8. Steve Buscemi in PARTING GLANCES (1986)
Bill Sherwood's only feature (he died in 1990), one of the first AIDS dramas, gave Sundance stalwart Buscemi his first big role, and he steals the film with his nimble, moving, utterly unsentimental turn as an HIV-positive downtown rocker.
Author: Dennis Lim

7. Vincent Gallo in BUFFALO '66 (1998)
Gallo co-wrote, directed, and composed and performed the score for his singular directorial debut. Crucially, he also appears in almost every scene.

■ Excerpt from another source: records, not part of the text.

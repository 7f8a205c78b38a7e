//! Replay scripts
//!
//! A script is a JSON document listing the notifications the signaling layer
//! would deliver and the commands a user would issue, in order:
//!
//! ```json
//! {
//!   "name": "incoming wins",
//!   "steps": [
//!     { "op": "registered", "status_code": 200, "reason": "OK" },
//!     { "op": "new_session", "session": "s1", "role": "incoming" },
//!     { "op": "session", "session": "s1", "event": "peer_connection_ready", "peer": "p1" },
//!     { "op": "track", "peer": "p1", "source": "remote-audio" },
//!     { "op": "session", "session": "s1", "event": "confirmed", "originator": "remote" },
//!     { "op": "hang_up" }
//!   ]
//! }
//! ```

use std::path::Path;

use anyhow::{Context, Result};
use serde::Deserialize;

use rvoip_session_arbiter::{Originator, SessionEvent, SessionRole};

#[derive(Debug, Clone, Deserialize)]
pub struct Script {
    #[serde(default)]
    pub name: Option<String>,
    pub steps: Vec<Step>,
}

#[derive(Debug, Clone, PartialEq, Deserialize)]
#[serde(tag = "op", rename_all = "snake_case")]
pub enum Step {
    /// Ask the coordinator to register now
    Register,
    Registered {
        #[serde(default = "default_status_code")]
        status_code: u16,
        #[serde(default = "default_reason")]
        reason: String,
    },
    RegistrationFailed {
        cause: String,
    },
    RegistrationExpiring,
    /// The signaling layer created a session
    NewSession {
        session: String,
        role: SessionRole,
        /// Peer connection the session already owns
        #[serde(default)]
        peer: Option<String>,
    },
    /// One notification from a session
    Session {
        session: String,
        #[serde(flatten)]
        event: SessionEvent,
    },
    Track {
        peer: String,
        source: String,
    },
    NewMessage {
        originator: Originator,
        request: String,
    },
    PlaceCall {
        target: String,
    },
    HangUp,
    /// The signaling layer forgets a session without notifying
    DropSession {
        session: String,
    },
    Snapshot,
    Sleep {
        ms: u64,
    },
}

fn default_status_code() -> u16 {
    200
}

fn default_reason() -> String {
    "OK".to_string()
}

impl Script {
    pub fn load(path: &Path) -> Result<Self> {
        let text = std::fs::read_to_string(path).with_context(|| format!("failed to read {}", path.display()))?;
        Self::parse(&text).with_context(|| format!("invalid script {}", path.display()))
    }

    pub fn parse(text: &str) -> Result<Self> {
        Ok(serde_json::from_str(text)?)
    }
}

#[cfg(test)]
mod tests {
    use super::*;
    use rvoip_session_arbiter::PeerConnectionId;

    #[test]
    fn test_parse_mixed_steps() {
        let script = Script::parse(
            r#"{
                "steps": [
                    { "op": "registered" },
                    { "op": "new_session", "session": "s2", "role": "outgoing" },
                    { "op": "session", "session": "s2", "event": "connecting" },
                    { "op": "session", "session": "s2", "event": "peer_connection_ready", "peer": "p2" },
                    { "op": "session", "session": "s2", "event": "ended", "originator": "remote", "cause": "BYE" },
                    { "op": "hang_up" }
                ]
            }"#,
        )
        .unwrap();

        assert!(script.name.is_none());
        assert_eq!(
            script.steps[0],
            Step::Registered { status_code: 200, reason: "OK".to_string() }
        );
        assert_eq!(
            script.steps[2],
            Step::Session { session: "s2".to_string(), event: SessionEvent::Connecting }
        );
        assert_eq!(
            script.steps[3],
            Step::Session {
                session: "s2".to_string(),
                event: SessionEvent::PeerConnectionReady { peer: PeerConnectionId::from("p2") },
            }
        );
        assert_eq!(script.steps[5], Step::HangUp);
    }

    #[test]
    fn test_demo_scripts_parse() {
        for text in [
            include_str!("../../../demos/incoming-wins.json"),
            include_str!("../../../demos/outgoing-call.json"),
        ] {
            let script = Script::parse(text).unwrap();
            assert!(script.name.is_some());
            assert!(!script.steps.is_empty());
        }
    }

    #[test]
    fn test_unknown_op_rejected() {
        assert!(Script::parse(r#"{ "steps": [ { "op": "transfer" } ] }"#).is_err());
    }
}
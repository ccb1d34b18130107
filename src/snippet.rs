// Copyright 2022 VMware, Inc.
// SPDX-License-Identifier: MIT
//! Marker-delimited block surgery on the user-owned nginx server snippet.
//!
//! The operator owns at most one block inside the snippet, bounded by
//! [`START_MARKER`] and [`END_MARKER`]. Everything outside the block belongs to
//! the user and is preserved byte for byte.
use regex::{NoExpand, Regex};
use thiserror::Error;

/// Includes the trailing newline; the block body starts on the next line.
pub const START_MARKER: &str = "# kube-botblocker.github.io operator: Configuration start\n";
pub const END_MARKER: &str = "# kube-botblocker.github.io operator: Configuration end";

/// Blank line placed between user content and an appended block.
const BLOCK_SEPARATOR: &str = "\n\n";

#[derive(Debug, Clone, PartialEq, Eq, Error)]
pub enum MergeError {
    #[error(
        "mismatched or wrong number of start and end markers for kube-botblocker config. \
         Expected 1 start and end markers, got {start} start and {end} end markers. Manual action required"
    )]
    AmbiguousMarkerState { start: usize, end: usize },
    #[error("desired content is not a single marker-delimited block")]
    MalformedBlock,
    #[error("markers do not form a valid pattern: {0}")]
    InvalidMarker(String),
}

/// Inserts, replaces or removes (when `desired` is empty) the single block
/// delimited by `start_marker` and `end_marker` inside `current`.
pub fn merge_block(
    current: &str,
    desired: &str,
    start_marker: &str,
    end_marker: &str,
) -> Result<String, MergeError> {
    let start = current.matches(start_marker).count();
    let end = current.matches(end_marker).count();
    if start != end || (start > 1 && end > 1) {
        return Err(MergeError::AmbiguousMarkerState { start, end });
    }

    let pattern = block_pattern(start_marker, end_marker)?;
    let span = pattern.find(current);
    if start == 1 && span.is_none() {
        // One of each marker, but in an order that does not delimit a block.
        return Err(MergeError::AmbiguousMarkerState { start, end });
    }

    if desired.is_empty() {
        let merged = match span {
            Some(m) => join_around_removed_block(&current[..m.start()], &current[m.end()..]),
            None => current.to_string(),
        };
        return check_marker_count(merged, 0, start_marker, end_marker);
    }

    if !is_single_block(desired, &pattern, start_marker, end_marker) {
        return Err(MergeError::MalformedBlock);
    }

    let merged = match span {
        Some(_) => pattern.replacen(current, 1, NoExpand(desired)).into_owned(),
        None if current.is_empty() => desired.to_string(),
        None => format!("{current}{BLOCK_SEPARATOR}{desired}"),
    };
    check_marker_count(merged, 1, start_marker, end_marker)
}

/// [`merge_block`] with the operator's own markers.
pub fn update_server_snippet(current: &str, desired: &str) -> Result<String, MergeError> {
    merge_block(current, desired, START_MARKER, END_MARKER)
}

/// Renders the block rejecting every listed user agent.
/// No agents means no block at all: an empty alternation would match every client.
pub fn build_nginx_config(user_agents: &[String]) -> String {
    if user_agents.is_empty() {
        return String::new();
    }
    let mut block = String::new();
    block.push_str(START_MARKER);
    block.push_str(
        "# Configuration added by kube-botblocker operator. Do not edit any of this manually\n",
    );
    block.push_str(&format!(
        "if ($http_user_agent ~* \"({})\") {{\n",
        user_agents.join("|")
    ));
    block.push_str("  return 403;\n");
    block.push_str("}\n");
    block.push_str(END_MARKER);
    block
}

fn block_pattern(start_marker: &str, end_marker: &str) -> Result<Regex, MergeError> {
    Regex::new(&format!(
        "(?sm)^{}.*?{}$",
        regex::escape(start_marker),
        regex::escape(end_marker)
    ))
    .map_err(|e| MergeError::InvalidMarker(e.to_string()))
}

/// User text next to the block can complete a marker once the two are joined
/// (e.g. a trailing start marker without its newline). Such a result would not
/// merge again, so it is rejected instead of written.
fn check_marker_count(
    merged: String,
    expected: usize,
    start_marker: &str,
    end_marker: &str,
) -> Result<String, MergeError> {
    let start = merged.matches(start_marker).count();
    let end = merged.matches(end_marker).count();
    if start != expected || end != expected {
        return Err(MergeError::AmbiguousMarkerState { start, end });
    }
    Ok(merged)
}

fn is_single_block(desired: &str, pattern: &Regex, start_marker: &str, end_marker: &str) -> bool {
    desired.matches(start_marker).count() == 1
        && desired.matches(end_marker).count() == 1
        && pattern
            .find(desired)
            .map_or(false, |m| m.start() == 0 && m.end() == desired.len())
}

fn join_around_removed_block(before: &str, after: &str) -> String {
    if let Some(before) = before.strip_suffix(BLOCK_SEPARATOR) {
        return format!("{before}{after}");
    }
    if before.is_empty() {
        let after = after
            .strip_prefix(BLOCK_SEPARATOR)
            .or_else(|| after.strip_prefix('\n'))
            .unwrap_or(after);
        return after.to_string();
    }
    // The block is preceded by a single line break.
    match after.strip_prefix('\n') {
        Some(after) => format!("{before}{after}"),
        None => format!("{}{after}", before.strip_suffix('\n').unwrap_or(before)),
    }
}
impl Reconciler for ConfigReconciler {
    type T = ConfigReconcileState;

    const KIND: &'static str = "IngressConfig";

    fn reconcile_init_state(&self) -> ConfigReconcileState {
        ConfigReconcileState {
            reconcile_step: ConfigReconcileStep::Init,
            config: None,
            pending_targets: Vec::new(),
            cleanup_resumed: false,
        }
    }

    fn reconcile_core(
        &self,
        key: &ObjectKey,
        resp_o: Option<StoreResponse>,
        state: ConfigReconcileState,
    ) -> Step {
        let config_ref = format!("IngressConfig/{}", key);
        match &state.reconcile_step {
            ConfigReconcileStep::Init => {
                let state_prime = ConfigReconcileState {
                    reconcile_step: ConfigReconcileStep::AfterGetConfig,
                    ..state
                };
                (state_prime, Some(StoreRequest::GetConfig(key.clone())))
            }
            ConfigReconcileStep::AfterGetConfig => match resp_o {
                Some(StoreResponse::GetConfig(Ok(config))) => self.reconcile_config(key, config, state),
                Some(StoreResponse::GetConfig(Err(StoreError::ObjectNotFound))) => {
                    info!(ingress_config = %key, "IngressConfig not found, end reconcile");
                    (done_state(state, ReconcileOutcome::Done), None)
                }
                Some(StoreResponse::GetConfig(Err(e))) => store_failed(state, config_ref, e),
                _ => unexpected_response(state, "AfterGetConfig"),
            },
            ConfigReconcileStep::AfterAddFinalizer => match resp_o {
                Some(StoreResponse::UpdateConfig(Ok(config))) => self.reconcile_live(key, config, state),
                Some(StoreResponse::UpdateConfig(Err(e))) => store_failed(state, config_ref, e),
                _ => unexpected_response(state, "AfterAddFinalizer"),
            },
            ConfigReconcileStep::AfterInitSpecHash => match resp_o {
                Some(StoreResponse::UpdateConfigStatus(Ok(config))) => {
                    debug!(ingress_config = %key, spec_hash = %config.spec_hash(), "Spec hash initialized");
                    let state_prime = ConfigReconcileState {
                        config: Some(config),
                        ..state
                    };
                    (done_state(state_prime, ReconcileOutcome::requeue_now()), None)
                }
                Some(StoreResponse::UpdateConfigStatus(Err(e))) => store_failed(state, config_ref, e),
                _ => unexpected_response(state, "AfterInitSpecHash"),
            },
            ConfigReconcileStep::AfterStartRollout => match resp_o {
                Some(StoreResponse::UpdateConfigStatus(Ok(config))) => {
                    info!(ingress_config = %key, "Rolling update on all associated Ingresses");
                    let state_prime = ConfigReconcileState {
                        config: Some(config),
                        ..state
                    };
                    (done_state(state_prime, ReconcileOutcome::Done), None)
                }
                Some(StoreResponse::UpdateConfigStatus(Err(e))) => {
                    warn!(ingress_config = %key, error = %e, "Failed to update IngressConfig status");
                    store_failed(state, config_ref, e)
                }
                _ => unexpected_response(state, "AfterStartRollout"),
            },
            ConfigReconcileStep::AfterListTargets => match resp_o {
                Some(StoreResponse::ListTargets(Ok(targets))) => self.converge(key, targets, state),
                Some(StoreResponse::ListTargets(Err(e))) => {
                    store_failed(state, format!("Ingress?ingressConfigName={}", key.name), e)
                }
                _ => unexpected_response(state, "AfterListTargets"),
            },
            ConfigReconcileStep::AfterUpdateRolloutStatus(phase) => {
                let phase = *phase;
                match resp_o {
                    Some(StoreResponse::UpdateConfigStatus(Ok(config))) => {
                        if phase.is_ready() {
                            info!(ingress_config = %key, "Finished updating associated Ingresses");
                        }
                        let outcome = self.rollout_outcome(phase);
                        let state_prime = ConfigReconcileState {
                            config: Some(config),
                            ..state
                        };
                        (done_state(state_prime, outcome), None)
                    }
                    Some(StoreResponse::UpdateConfigStatus(Err(e))) => {
                        warn!(ingress_config = %key, error = %e, "Failed to update IngressConfig status");
                        store_failed(state, config_ref, e)
                    }
                    _ => unexpected_response(state, "AfterUpdateRolloutStatus"),
                }
            }
            ConfigReconcileStep::AfterMarkCleanup => match resp_o {
                Some(StoreResponse::UpdateConfigStatus(Ok(config))) => {
                    info!(ingress_config = %key, "Started cleaning up associated Ingresses");
                    let state_prime = ConfigReconcileState {
                        reconcile_step: ConfigReconcileStep::AfterListCleanupTargets,
                        config: Some(config),
                        ..state
                    };
                    let selector = TargetSelector::ReferencingConfig(key.name.clone());
                    (state_prime, Some(StoreRequest::ListTargets(selector)))
                }
                Some(StoreResponse::UpdateConfigStatus(Err(e))) => store_failed(state, config_ref, e),
                _ => unexpected_response(state, "AfterMarkCleanup"),
            },
            ConfigReconcileStep::AfterListCleanupTargets => match resp_o {
                Some(StoreResponse::ListTargets(Ok(targets))) => {
                    let state_prime = ConfigReconcileState {
                        pending_targets: targets,
                        ..state
                    };
                    self.detach_next(key, state_prime)
                }
                Some(StoreResponse::ListTargets(Err(e))) => {
                    store_failed(state, format!("Ingress?ingressConfigName={}", key.name), e)
                }
                _ => unexpected_response(state, "AfterListCleanupTargets"),
            },
            ConfigReconcileStep::AfterDetachTarget => match resp_o {
                // An Ingress deleted in the meantime needs no cleanup.
                Some(StoreResponse::UpdateTarget(Ok(_)))
                | Some(StoreResponse::UpdateTarget(Err(StoreError::ObjectNotFound))) => {
                    self.detach_next(key, state)
                }
                Some(StoreResponse::UpdateTarget(Err(e))) => {
                    warn!(ingress_config = %key, error = %e, "Failed cleaning associated Ingress");
                    store_failed(state, "Ingress".to_string(), e)
                }
                _ => unexpected_response(state, "AfterDetachTarget"),
            },
            ConfigReconcileStep::AfterListResidualTargets => match resp_o {
                Some(StoreResponse::ListTargets(Ok(residual))) => self.release_finalizer(key, residual, state),
                Some(StoreResponse::ListTargets(Err(e))) => {
                    store_failed(state, "Ingress?ingressConfigName=".to_string(), e)
                }
                _ => unexpected_response(state, "AfterListResidualTargets"),
            },
            ConfigReconcileStep::AfterRemoveFinalizer => match resp_o {
                Some(StoreResponse::UpdateConfig(Ok(_)))
                | Some(StoreResponse::UpdateConfig(Err(StoreError::ObjectNotFound))) => {
                    info!(ingress_config = %key, "Cleanup finished, finalizer removed");
                    (done_state(state, ReconcileOutcome::Done), None)
                }
                Some(StoreResponse::UpdateConfig(Err(e))) => store_failed(state, config_ref, e),
                _ => unexpected_response(state, "AfterRemoveFinalizer"),
            },
            ConfigReconcileStep::Done(_) | ConfigReconcileStep::Error(_) => (state, None),
        }
    }

    fn reconcile_done(&self, state: &ConfigReconcileState) -> Option<ReconcileOutcome> {
        match state.reconcile_step {
            ConfigReconcileStep::Done(outcome) => Some(outcome),
            _ => None,
        }
    }

    fn reconcile_error(&self, state: &ConfigReconcileState) -> Option<Error> {
        match &state.reconcile_step {
            ConfigReconcileStep::Error(e) => Some(e.clone()),
            _ => None,
        }
    }
}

No one else could have played the hectoring, paranoid, fully self-absorbed Billy Brown, and no one else could have turned his narcissism into such a riveting and even touching spectacle.
Author: Dennis Lim

6. Danny Glover in TO SLEEP WITH ANGER (1990)
Gifted with a richly fascinating character by writer-director Charles Burnett a mysterious, possibly diabolical Southern gentleman who wreaks havoc on the California family he's visiting Glover delivers the performance of his career, a marvel of sly ease and wicked humor.
Author: Dennis Lim

5. Lili Taylor in I SHOT ANDY WARHOL (1995)
As would-be assassin Valerie Solanas, the always surprising Taylor is note-perfect, both weirdly adorable and a little scary, playing up the comedy of the sore-thumb outsider but also tapping into her desperate need to belong.
Author: Dennis Lim

4. David Morse in THE SLAUGHTER RULE (2002)
After decades of fine character parts, Morse reached a career peak with this extraordinary portrait of a lonely football coach, a broken man concealing the wounds of defeat and regret behind a mask of tough-guy masculinity.
Author: Dennis Lim

3. James Spader in SEX, LIES AND VIDEOTAPE (1989)
Capping his terrific '80s run of Brat Pack villains and sleazeballs, Spader brings both pathos and wit to his portrayal of an emotionally blocked voyeur who compensates for his impotence with his trusty camcorder and a passive-aggressive interview technique. (It's not hard to imagine Spader's kinky lawyer in 2002's s&m office romance SECRETARY as his SEX, LIES AND VIDEOTAPE character, all grown up.)
Author: Dennis Lim

2. Ryan Gosling in HALF NELSON (2006)
Gosling's string of electrifying Sundance performances began with 2001's THE BELIEVER, in which he played a Jewish neo-Nazi; he returned the following year in THE SLAUGHTER RULE, as an angry teenager working through his issues on and off the football field. (And he's back this year, opposite Michelle Williams in BLUE VALENTINE.) The most affecting of all the desperately intelligent young men this remarkable actor has played remains the conflicted idealist of HALF NELSON, who wants to change the world but whose life is falling apart.
Author: Dennis Lim

1. Julianne Moore in SAFE (1995)
In Todd Haynes's harrowing existential horror movie, one of the very best American films of the past few decades, Moore plays a blank-slate Southern California housewife who becomes allergic to her own life. In a performance of exquisite restraint, she does the seemingly impossible: she tunnels into the inner existence of a woman who may not have one.